* AVAILABLE RECORDS

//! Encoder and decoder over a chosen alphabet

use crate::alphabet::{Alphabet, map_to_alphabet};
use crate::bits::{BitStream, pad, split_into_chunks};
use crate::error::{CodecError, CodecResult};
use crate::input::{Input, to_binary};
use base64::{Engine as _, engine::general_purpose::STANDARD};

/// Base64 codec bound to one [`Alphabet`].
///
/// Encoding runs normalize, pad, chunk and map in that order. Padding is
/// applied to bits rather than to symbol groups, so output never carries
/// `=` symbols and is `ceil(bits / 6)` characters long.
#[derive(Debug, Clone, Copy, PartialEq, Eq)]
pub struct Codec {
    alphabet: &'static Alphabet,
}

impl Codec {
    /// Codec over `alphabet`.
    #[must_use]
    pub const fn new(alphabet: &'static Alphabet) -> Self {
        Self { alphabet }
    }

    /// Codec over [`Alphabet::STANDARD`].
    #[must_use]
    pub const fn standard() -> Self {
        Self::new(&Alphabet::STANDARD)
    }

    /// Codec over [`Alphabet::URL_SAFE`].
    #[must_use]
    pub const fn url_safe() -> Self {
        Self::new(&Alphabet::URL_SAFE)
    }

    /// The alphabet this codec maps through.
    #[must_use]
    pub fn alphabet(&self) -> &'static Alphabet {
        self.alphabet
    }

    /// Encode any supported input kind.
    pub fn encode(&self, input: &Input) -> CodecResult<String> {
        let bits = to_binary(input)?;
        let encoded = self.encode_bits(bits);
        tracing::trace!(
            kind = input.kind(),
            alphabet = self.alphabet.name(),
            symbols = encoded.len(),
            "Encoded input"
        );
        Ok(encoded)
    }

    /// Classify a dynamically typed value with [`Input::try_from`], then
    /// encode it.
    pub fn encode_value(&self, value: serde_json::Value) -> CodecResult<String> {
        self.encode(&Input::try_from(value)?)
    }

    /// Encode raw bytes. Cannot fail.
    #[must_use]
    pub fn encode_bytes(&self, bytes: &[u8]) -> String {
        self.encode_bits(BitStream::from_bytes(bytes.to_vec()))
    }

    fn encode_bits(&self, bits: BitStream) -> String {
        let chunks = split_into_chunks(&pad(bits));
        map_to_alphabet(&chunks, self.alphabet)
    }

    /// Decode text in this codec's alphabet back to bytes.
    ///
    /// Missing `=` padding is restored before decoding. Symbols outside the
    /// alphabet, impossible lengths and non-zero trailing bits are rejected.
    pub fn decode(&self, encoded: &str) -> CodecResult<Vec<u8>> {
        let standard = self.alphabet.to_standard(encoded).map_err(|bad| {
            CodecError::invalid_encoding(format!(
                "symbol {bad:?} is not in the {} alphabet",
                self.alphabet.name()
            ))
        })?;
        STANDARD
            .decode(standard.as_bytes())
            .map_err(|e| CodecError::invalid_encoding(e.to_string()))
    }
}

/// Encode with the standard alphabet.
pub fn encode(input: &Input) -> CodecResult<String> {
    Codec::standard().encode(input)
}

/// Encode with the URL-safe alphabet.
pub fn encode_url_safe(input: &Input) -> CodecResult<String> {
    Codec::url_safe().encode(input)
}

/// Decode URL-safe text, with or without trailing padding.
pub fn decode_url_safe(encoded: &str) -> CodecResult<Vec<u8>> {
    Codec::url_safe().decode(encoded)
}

* WHAT YOU ARE ASKED TO DO
Transcribe each entry above exactly as it reads.

* RESULT OF THE EXERCISE
//! Encoder and decoder over a chosen alphabet

use crate::alphabet::{Alphabet, map_to_alphabet};
use crate::bits::{BitStream, pad, split_into_chunks};
use crate::error::{CodecError, CodecResult};
use crate::input::{Input, to_binary};
use base64::{Engine as _, engine::general_purpose::STANDARD};

/// Base64 codec bound to one [`Alphabet`].
///
/// Encoding runs normalize, pad, chunk and map in that order. Padding is
/// applied to bits rather than to symbol groups, so output never carries
/// `=` symbols and is `ceil(bits / 6)` characters long.
#[derive(Debug, Clone, Copy, PartialEq, Eq)]
pub struct Codec {
    alphabet: &'static Alphabet,
}

impl Codec {
    /// Codec over `alphabet`.
    #[must_use]
    pub const fn new(alphabet: &'static Alphabet) -> Self {
        Self { alphabet }
    }

    /// Codec over [`Alphabet::STANDARD`].
    #[must_use]
    pub const fn standard() -> Self {
        Self::new(&Alphabet::STANDARD)
    }

    /// Codec over [`Alphabet::URL_SAFE`].
    #[must_use]
    pub const fn url_safe() -> Self {
        Self::new(&Alphabet::URL_SAFE)
    }

    /// The alphabet this codec maps through.
    #[must_use]
    pub fn alphabet(&self) -> &'static Alphabet {
        self.alphabet
    }

    /// Encode any supported input kind.
    pub fn encode(&self, input: &Input) -> CodecResult<String> {
        let bits = to_binary(input)?;
        let encoded = self.encode_bits(bits);
        tracing::trace!(
            kind = input.kind(),
            alphabet = self.alphabet.name(),
            symbols = encoded.len(),
            "Encoded input"
        );
        Ok(encoded)
    }

    /// Classify a dynamically typed value with [`Input::try_from`], then
    /// encode it.
    pub fn encode_value(&self, value: serde_json::Value) -> CodecResult<String> {
        self.encode(&Input::try_from(value)?)
    }

    /// Encode raw bytes. Cannot fail.
    #[must_use]
    pub fn encode_bytes(&self, bytes: &[u8]) -> String {
        self.encode_bits(BitStream::from_bytes(bytes.to_vec()))
    }

    fn encode_bits(&self, bits: BitStream) -> String {
        let chunks = split_into_chunks(&pad(bits));
        map_to_alphabet(&chunks, self.alphabet)
    }

    /// Decode text in this codec's alphabet back to bytes.
    ///
    /// Missing `=` padding is restored before decoding. Symbols outside the
    /// alphabet, impossible lengths and non-zero trailing bits are rejected.
    pub fn decode(&self, encoded: &str) -> CodecResult<Vec<u8>> {
        let standard = self.alphabet.to_standard(encoded).map_err(|bad| {
            CodecError::invalid_encoding(format!(
                "symbol {bad:?} is not in the {} alphabet",
                self.alphabet.name()
            ))
        })?;
        STANDARD
            .decode(standard.as_bytes())
            .map_err(|e| CodecError::invalid_encoding(e.to_string()))
    }
}

/// Encode with the standard alphabet.
pub fn encode(input: &Input) -> CodecResult<String> {
    Codec::standard().encode(input)
}

/// Encode with the URL-safe alphabet.
pub fn encode_url_safe(input: &Input) -> CodecResult<String> {
    Codec::url_safe().encode(input)
}

/// Decode URL-safe text, with or without trailing padding.
pub fn decode_url_safe(encoded: &str) -> CodecResult<Vec<u8>> {
    Codec::url_safe().decode(encoded)
}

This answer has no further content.